I visited my mother’s grave. Her site was still unmarked as my siblings feuded over those most important of Christian priorities — money and stuff. I navigated to an area about 14 feet northwest of a giant evergreen, while getting real-time navigation instructions from my sister. I felt like a sort of grave-comber as I swept my cellphone back and forth attempting to find the slight depression in the ground, just hoping that it was the right spot. I had brought a single yellow rose — her favorite — from the Safeway in town and placed it there. Then, on a whim, I sprinkled rainbow Skittles over her, too. It made me smile as I sat in an old camping chair taking in the scene and popping the remaining candies in my mouth. I worried that she wasn’t with God in her final destination.

“I forgive you, Mom,” I said out loud to the ground and sky. 

It felt like the many other times when I had silently sent out my forgiveness, not sure if it ever reached her. This one was carried away, up through the pines on the late summer breeze. Nothing happened as I sat. There were no witnesses and no tears. No one gripped my hand, no one mourned and no specter of hate rose from that place. It was just a moment at another elsewhere along my path.

As for my father, he still lived in that log house and he was still disappearing as the substitute reality of dementia took him. I sat with him for a bit in silence while we both watched the tamaracks that had witnessed the past 40 years. My familiar, simple sadness sat with us. The logs pressed in around us seeming to have soaked up more hate over the years than love. Once again that clock — my clock — stood sentinel. But now it was silent; its pendulum hung still. I marveled at knowing that my mother had actually directed from her grave that I was never to receive my clock after all, and I wondered about its uncertain future.

“I forgive you, Dad,” I finally told him.

“For what?” was his immediate response, rare and coherent. 

So I explained the rejection, and the oppression, and the hate, and the crusade for a cure: a summary of my life, from the beginning and now almost to the end. I described for him the years he focused on actively seeking a godly cleanse for me and his refusal to consider any support for himself — from God or from man — to understand, or cope, or support, or accept. All of this didn’t take long and I next handed him a small abstract I had painted just for him. I held my breath and watched as he mouthed the word “Castle” where I had written my name on the back just above the title “Forgiveness“. He puzzled over it carefully for several more minutes in silence, while I took a bitter moment to reflect on his zero acknowledgment of my 20-year career as an artist. He looked over at me, still gripping “Forgiveness”, and shared his random thoughts about the inequality of play time he had experienced as a youth with black players like me on the basketball court. And then, like an errant sunbeam piercing the scene, he apologized for “stepping on my toes.” I wish I could have pocketed that sunbeam as I left him in the stillness of that log house, knowing I most likely wouldn’t see him again.
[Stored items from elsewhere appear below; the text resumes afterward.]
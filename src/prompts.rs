//! Prompts for page OCR and aggregate cleanup.
//!
//! Centralising every prompt here keeps the request-building code in
//! [`crate::pipeline::llm`] free of wording, and lets unit tests inspect the
//! prompts without a live model.

/// System prompt for the per-page vision-OCR call.
pub const OCR_SYSTEM_PROMPT: &str = "You are an OCR and document-transcription assistant. \
Extract slide text exactly, preserve meaning, and improve readability. \
Capture math in LaTeX-compatible markdown. \
Describe meaningful visual content and figures succinctly. \
Return strict JSON only.";

/// System prompt for the aggregate-cleanup call.
pub const AGGREGATE_SYSTEM_PROMPT: &str = "You are a markdown editor for OCR transcripts. \
Output clean markdown only, preserving technical meaning and equations.";

/// Build the user prompt for one page.
///
/// `native_context` is the page's native text when it is long enough to be
/// trusted as context; `None` (or blank) renders as `(none)`.
pub fn ocr_user_prompt(page_number: usize, total_pages: usize, native_context: Option<&str>) -> String {
    let context = native_context
        .filter(|t| !t.trim().is_empty())
        .unwrap_or("(none)");

    format!(
        "Analyze slide/page {page_number} of {total_pages}.\n\
Return JSON with keys: retranscribed_text (string), math_markdown (array of strings), image_descriptions (array of strings).\n\
Rules:\n\
1) retranscribed_text: clean and complete transcript of textual content on page.\n\
2) math_markdown: include each distinct equation as markdown-ready LaTeX strings.\n\
3) image_descriptions: bullet-ready short descriptions of charts, diagrams, photos, and key visual signals.\n\
4) Do not include explanations outside JSON.\n\
Native extracted text (may be partial/noisy):\n{context}"
    )
}

/// Build the user prompt for the aggregate-cleanup call.
pub fn aggregate_user_prompt(joined: &str) -> String {
    format!(
        "Rewrite the following slide transcript into one clean markdown narrative. \
Preserve equations in LaTeX markdown and keep all important technical content. \
Do not add facts not present in text.\n\n{joined}"
    )
}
“Forgiveness” where I left it with my Dad.

The end of the end had reached its end a long time ago. I don’t dwell on it much anymore, having accepted the choices we each made. But I’m still sad sometimes whenever I watch from my railcar the many scenes they missed along the way: joys and sorrows, failures and triumphs, my travels and all of the elsewheres. And my loves, especially a husband of over 20 years, my forever person found out of billions. 

I’m not a parent but I will never comprehend the unconditional love – with conditions – that my mother and father professed, all governed by the same God. 

For me, I persevere, no longer mired. I’m lifted up by the forgiveness that remains in me. I often greet each new day with just that.

“Forgiveness” in progress on my studio table.

One thought on “Non Fiction Writings of an Abstract Painter: “The End of the End”

  1. Randall Tipton March 9, 2024 / 7:44 pm

    David your sad and courageous story was crafted with a beautiful economy. No melodrama just the unthinkable act of parents abandoning their child. I’m sorry this is what happened.